■ WHAT THE TASK REQUIRES ■
Please reproduce the following records exactly as they appear.

=-=-=

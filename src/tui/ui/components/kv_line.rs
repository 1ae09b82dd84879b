use ratatui::{prelude::*, style::Modifier, text::Line};
use unicode_width::UnicodeWidthStr;

use super::styled_label::TextState;

pub(crate) const LABEL_PADDING_EXTRA: usize = 2;
pub(crate) const TARGET_LABEL_WIDTH: usize = 12;
pub(crate) const INDICATOR_SELECTED: &str = "> ";
pub(crate) const INDICATOR_UNSELECTED: &str = "  ";

/// Focus indicator column shared by every form row.
pub fn indicator_span(text_state: TextState) -> Span<'static> {
    let text = match text_state {
        TextState::Selected | TextState::Editing => INDICATOR_SELECTED,
        TextState::Normal => INDICATOR_UNSELECTED,
    };
    let style = match text_state {
        TextState::Editing => Style::default().fg(Color::Yellow),
        TextState::Selected => Style::default().fg(Color::Green),
        TextState::Normal => Style::default(),
    };
    Span::styled(text, style)
}

/// Render a three-column line: focus indicator, bold label padded to a
/// common width (CJK/Turkish aware), then the value spans.
pub fn render_kv_line(
    label: &str,
    text_state: TextState,
    value_spans: Vec<Span<'static>>,
) -> Line<'static> {
    let label_width = label.width();
    let padding_needed = if label_width < TARGET_LABEL_WIDTH {
        TARGET_LABEL_WIDTH - label_width + LABEL_PADDING_EXTRA
    } else {
        LABEL_PADDING_EXTRA
    };

    let mut spans: Vec<Span> = vec![
        indicator_span(text_state),
        Span::styled(
            label.to_string(),
            Style::default().add_modifier(Modifier::BOLD),
        ),
        Span::raw(" ".repeat(padding_needed)),
    ];
    spans.extend(value_spans);

    Line::from(spans)
}

/// A row without a label column (checkboxes, buttons).
pub fn render_plain_line(text_state: TextState, value_spans: Vec<Span<'static>>) -> Line<'static> {
    let mut spans = vec![indicator_span(text_state)];
    spans.extend(value_spans);
    Line::from(spans)
}
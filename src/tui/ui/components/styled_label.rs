use ratatui::{
    style::{Color, Modifier, Style},
    text::Span,
};

#[derive(Clone, Copy, Debug, PartialEq, Eq)]
pub enum TextState {
    Normal,
    Selected,
    Editing,
}

/// `[x] label` checkbox.
pub fn checkbox_spans(label: &str, checked: bool, state: TextState) -> Vec<Span<'static>> {
    let mark = if checked { "[x] " } else { "[ ] " };
    let style = match state {
        TextState::Normal => Style::default(),
        TextState::Selected | TextState::Editing => Style::default()
            .fg(Color::Green)
            .add_modifier(Modifier::BOLD),
    };
    vec![
        Span::styled(mark.to_string(), style),
        Span::styled(label.to_string(), style),
    ]
}

/// `[ label ]` push button.
pub fn button_spans(label: &str, state: TextState) -> Vec<Span<'static>> {
    let text = format!("[ {label} ]");
    match state {
        TextState::Normal => vec![Span::raw(text)],
        TextState::Selected | TextState::Editing => vec![Span::styled(
            text,
            Style::default()
                .bg(Color::Rgb(0, 128, 0))
                .fg(Color::White)
                .add_modifier(Modifier::BOLD),
        )],
    }
}

/// Dropdown value; shows `< value >` arrows while focused.
pub fn selector_spans(value: &str, state: TextState) -> Vec<Span<'static>> {
    match state {
        TextState::Normal => vec![Span::raw(value.to_string())],
        TextState::Selected => vec![Span::styled(
            value.to_string(),
            Style::default().fg(Color::Green),
        )],
        TextState::Editing => {
            let arrow = Style::default()
                .fg(Color::Yellow)
                .add_modifier(Modifier::BOLD);
            vec![
                Span::styled("< ", arrow),
                Span::styled(value.to_string(), Style::default().fg(Color::Yellow)),
                Span::styled(" >", arrow),
            ]
        }
    }
}

/// Input spans with placeholder support
/// When current_value is empty, displays placeholder in gray italic
pub fn input_spans_with_placeholder(
    current_value: &str,
    placeholder: &str,
    state: TextState,
) -> Vec<Span<'static>> {
    let placeholder_style = |color| {
        Style::default()
            .fg(color)
            .add_modifier(Modifier::ITALIC)
    };

    let mut out: Vec<Span> = Vec::new();
    match state {
        TextState::Normal => {
            if current_value.is_empty() {
                out.push(Span::styled(
                    placeholder.to_string(),
                    placeholder_style(Color::DarkGray),
                ));
            } else {
                out.push(Span::raw(current_value.to_string()));
            }
        }
        TextState::Selected => {
            if current_value.is_empty() {
                out.push(Span::styled(
                    placeholder.to_string(),
                    placeholder_style(Color::Gray),
                ));
            } else {
                out.push(Span::styled(
                    current_value.to_string(),
                    Style::default().fg(Color::Green),
                ));
            }
        }
        TextState::Editing => {
            out.push(Span::styled(
                current_value.to_string(),
                Style::default().fg(Color::Yellow),
            ));
            out.push(Span::styled(
                "_",
                Style::default()
                    .fg(Color::Yellow)
                    .add_modifier(Modifier::SLOW_BLINK),
            ));
        }
    }
    out
}
//! Shared utilities
//!
//! - Serial port enumeration
//! - Validators for the UDP endpoint fields

pub mod ports;
pub mod validate;

pub use ports::*;
pub use validate::*;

=-=-=

■ PROBLEM SOLUTION ■
filename src/tui/ui/components/kv_line.rs
repository 1ae09b82dd84879b
use ratatui::{prelude::*, style::Modifier, text::Line};
use unicode_width::UnicodeWidthStr;

use super::styled_label::TextState;

pub(crate) const LABEL_PADDING_EXTRA: usize = 2;
pub(crate) const TARGET_LABEL_WIDTH: usize = 12;
pub(crate) const INDICATOR_SELECTED: &str = "> ";
pub(crate) const INDICATOR_UNSELECTED: &str = "  ";

/// Focus indicator column shared by every form row.
pub fn indicator_span(text_state: TextState) -> Span<'static> {
    let text = match text_state {
        TextState::Selected | TextState::Editing => INDICATOR_SELECTED,
        TextState::Normal => INDICATOR_UNSELECTED,
    };
    let style = match text_state {
        TextState::Editing => Style::default().fg(Color::Yellow),
        TextState::Selected => Style::default().fg(Color::Green),
        TextState::Normal => Style::default(),
    };
    Span::styled(text, style)
}

/// Render a three-column line: focus indicator, bold label padded to a
/// common width (CJK/Turkish aware), then the value spans.
pub fn render_kv_line(
    label: &str,
    text_state: TextState,
    value_spans: Vec<Span<'static>>,
) -> Line<'static> {
    let label_width = label.width();
    let padding_needed = if label_width < TARGET_LABEL_WIDTH {
        TARGET_LABEL_WIDTH - label_width + LABEL_PADDING_EXTRA
    } else {
        LABEL_PADDING_EXTRA
    };

    let mut spans: Vec<Span> = vec![
        indicator_span(text_state),
        Span::styled(
            label.to_string(),
            Style::default().add_modifier(Modifier::BOLD),
        ),
        Span::raw(" ".repeat(padding_needed)),
    ];
    spans.extend(value_spans);

    Line::from(spans)
}

/// A row without a label column (checkboxes, buttons).
pub fn render_plain_line(text_state: TextState, value_spans: Vec<Span<'static>>) -> Line<'static> {
    let mut spans = vec![indicator_span(text_state)];
    spans.extend(value_spans);
    Line::from(spans)
}
filename src/tui/ui/components/styled_label.rs
use ratatui::{
    style::{Color, Modifier, Style},
    text::Span,
};

#[derive(Clone, Copy, Debug, PartialEq, Eq)]
pub enum TextState {
    Normal,
    Selected,
    Editing,
}

/// `[x] label` checkbox.
pub fn checkbox_spans(label: &str, checked: bool, state: TextState) -> Vec<Span<'static>> {
    let mark = if checked { "[x] " } else { "[ ] " };
    let style = match state {
        TextState::Normal => Style::default(),
        TextState::Selected | TextState::Editing => Style::default()
            .fg(Color::Green)
            .add_modifier(Modifier::BOLD),
    };
    vec![
        Span::styled(mark.to_string(), style),
        Span::styled(label.to_string(), style),
    ]
}

/// `[ label ]` push button.
pub fn button_spans(label: &str, state: TextState) -> Vec<Span<'static>> {
    let text = format!("[ {label} ]");
    match state {
        TextState::Normal => vec![Span::raw(text)],
        TextState::Selected | TextState::Editing => vec![Span::styled(
            text,
            Style::default()
                .bg(Color::Rgb(0, 128, 0))
                .fg(Color::White)
                .add_modifier(Modifier::BOLD),
        )],
    }
}

/// Dropdown value; shows `< value >` arrows while focused.
pub fn selector_spans(value: &str, state: TextState) -> Vec<Span<'static>> {
    match state {
        TextState::Normal => vec![Span::raw(value.to_string())],
        TextState::Selected => vec![Span::styled(
            value.to_string(),
            Style::default().fg(Color::Green),
        )],
        TextState::Editing => {
            let arrow = Style::default()
                .fg(Color::Yellow)
                .add_modifier(Modifier::BOLD);
            vec![
                Span::styled("< ", arrow),
                Span::styled(value.to_string(), Style::default().fg(Color::Yellow)),
                Span::styled(" >", arrow),
            ]
        }
    }
}

/// Input spans with placeholder support
/// When current_value is empty, displays placeholder in gray italic
pub fn input_spans_with_placeholder(
    current_value: &str,
    placeholder: &str,
    state: TextState,
) -> Vec<Span<'static>> {
    let placeholder_style = |color| {
        Style::default()
            .fg(color)
            .add_modifier(Modifier::ITALIC)
    };

    let mut out: Vec<Span> = Vec::new();
    match state {
        TextState::Normal => {
            if current_value.is_empty() {
                out.push(Span::styled(
                    placeholder.to_string(),
                    placeholder_style(Color::DarkGray),
                ));
            } else {
                out.push(Span::raw(current_value.to_string()));
            }
        }
        TextState::Selected => {
            if current_value.is_empty() {
                out.push(Span::styled(
                    placeholder.to_string(),
                    placeholder_style(Color::Gray),
                ));
            } else {
                out.push(Span::styled(
                    current_value.to_string(),
                    Style::default().fg(Color::Green),
                ));
            }
        }
        TextState::Editing => {
            out.push(Span::styled(
                current_value.to_string(),
                Style::default().fg(Color::Yellow),
            ));
            out.push(Span::styled(
                "_",
                Style::default()
                    .fg(Color::Yellow)
                    .add_modifier(Modifier::SLOW_BLINK),
            ));
        }
    }
    out
}
//! Shared utilities
//!
//! - Serial port enumeration
//! - Validators for the UDP endpoint fields

pub mod ports;
pub mod validate;

pub use ports::*;
pub use validate::*;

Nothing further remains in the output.